While Canada boasts one of the world’s most enviable education systems, there’s a group that’s worryingly excluded from a beneficial learning environment: children under the age of five.

According to a recent report by the Conference Board of Canada, we are considerably behind other developed nations when it comes to early childhood education (ECE) enrollment.

“Canada does a good job of ensuring that all 5-year old children have access to ECE through kindergarten programs, but enrollment for children under 5 years of age falls substantially below the OECD average,” reads the report.

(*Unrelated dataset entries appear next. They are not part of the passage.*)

//! Interaction log operations.

use edgestack_api_model::interaction::{
    InteractionRecord, ListInteractionsOutput, PostInteractionInput, PostInteractionOutput,
};
use edgestack_api_model::{ApiError, EventType};
use edgestack_core::Actor;

use crate::provider::EdgeStackApi;

/// Default page size for interaction reads.
const DEFAULT_LIMIT: usize = 20;
/// Largest accepted page size; out-of-range requests fall back to the default.
const MAX_LIMIT: usize = 100;

impl EdgeStackApi {
    /// Append one interaction for the caller.
    pub fn handle_post_interaction(
        &self,
        actor: &str,
        body: &[u8],
    ) -> Result<PostInteractionOutput, ApiError> {
        let parsed = Actor::parse(actor)
            .map_err(|_| ApiError::bad_request("Invalid or missing actorId format"))?;

        let input: PostInteractionInput = if body.is_empty() {
            PostInteractionInput::default()
        } else {
            serde_json::from_slice(body)
                .map_err(|_| ApiError::bad_request("Request body must be valid JSON"))?
        };

        let Some(item_id) = input.item_id.filter(|id| !id.is_empty()) else {
            return Err(ApiError::bad_request("Missing itemId"));
        };
        if !self.state.items.contains(&item_id) {
            return Err(ApiError::bad_request("itemId does not exist"));
        }

        let event_name = input
            .event_type
            .unwrap_or_else(|| "VIEW".to_owned())
            .to_uppercase();
        let Some(event_type) = EventType::from_name(&event_name) else {
            return Err(ApiError::bad_request(format!(
                "Invalid eventType: {event_name}"
            )));
        };

        let metadata = match input.metadata {
            None => serde_json::json!({}),
            Some(value) if value.is_object() => value,
            Some(_) => return Err(ApiError::bad_request("metadata must be a JSON object")),
        };

        let weight = input.weight.unwrap_or_else(|| event_type.default_weight());

        let ts = chrono::Utc::now().to_rfc3339_opts(chrono::SecondsFormat::Micros, true);
        let record = InteractionRecord {
            actor_id: parsed.to_string(),
            sort_key: format!("{ts}#{item_id}"),
            item_id,
            event_type,
            weight,
            metadata,
            ts,
            user_id: parsed.as_user().map(ToOwned::to_owned),
            guest_id: match &parsed {
                Actor::Guest(id) => Some(id.clone()),
                Actor::User(_) => None,
            },
        };

        self.state.interactions.append(record.clone());

        Ok(PostInteractionOutput {
            ok: true,
            logged: record,
        })
    }

    /// Read the caller's most recent interactions, newest first.
    ///
    /// The event-type filter is applied after the limit, mirroring a
    /// paged-query-then-filter read: a filtered page can come back shorter
    /// than `limit` even when older matches exist.
    pub fn handle_list_interactions(
        &self,
        actor: &str,
        query: Option<&str>,
    ) -> Result<ListInteractionsOutput, ApiError> {
        let parsed = Actor::parse(actor)
            .map_err(|_| ApiError::unauthorized("Unauthorized or invalid actorId format"))?;

        let limit = parse_limit(query_param(query, "limit").as_deref());

        let filter = match query_param(query, "eventType") {
            None => None,
            Some(raw) => {
                let name = raw.to_uppercase();
                match EventType::from_name(&name) {
                    Some(event_type) => Some(event_type),
                    None => {
                        return Err(ApiError::bad_request(format!("Invalid eventType: {name}")));
                    }
                }
            }
        };

        let mut interactions = self.state.interactions.list_recent(&parsed.to_string(), limit);
        if let Some(event_type) = filter {
            interactions.retain(|record| record.event_type == event_type);
        }

        Ok(ListInteractionsOutput { interactions })
    }
}

/// Parse the `limit` query parameter, falling back to the default for
/// absent, unparseable, or out-of-range values.
fn parse_limit(raw: Option<&str>) -> usize {
    raw.and_then(|v| v.parse::<usize>().ok())
        .filter(|limit| (1..=MAX_LIMIT).contains(limit))
        .unwrap_or(DEFAULT_LIMIT)
}

/// Look up one query-string parameter by name.
fn query_param(query: Option<&str>, name: &str) -> Option<String> {
    let query = query?;
    form_urlencoded::parse(query.as_bytes())
        .find(|(key, _)| key == name)
        .map(|(_, value)| value.into_owned())
}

Only 58.4 per cent of Canadian children aged 2-4 years old are enrolled in early childhood education. Children of that age group in countries like France and Belgium, meanwhile, are enrolled at a 90% rate (the OECD average is around 70 per cent).

Helping families

There are plenty of reasons to invest in ECE programs, and for parents to enroll their children. The report suggests that an additional 76,500 women would enter the workforce if Canada would match its ECE enrollment with the OECD average. Families with working mothers would have greater disposable income, which in turn would boost the nation’s GDP. This also leads to higher tax revenues for provincial and federal governments.

Having children enrolled in ECE programs would also be a great benefit to single-parent families since guardians would then be able to work. “About 23,000 families—many of them single-parent families—would be lifted out of poverty after the introduction of an expanded ECE program,” reads the report.

The economic benefit

The economic figures aren’t trivial, either. The Conference Board of Canada estimates the economy would gain $6 for every $1 spent on early childhood education programs. It’s the classic notion of ‘you gotta spend money to make money’ – with the added bonus of social welfare.

“Ensuring all Canadian children aged 4–5 have access to full day kindergarten would cost an estimated $2 billion in annual operating costs and $1.8 billion in one time construction costs,” reads the report. “However, the economic benefit derived from this investment would exceed the cost.”

The big question is whether or not our federal and provincial governments possess the long-term vision to expand ECE programs and make them more affordable.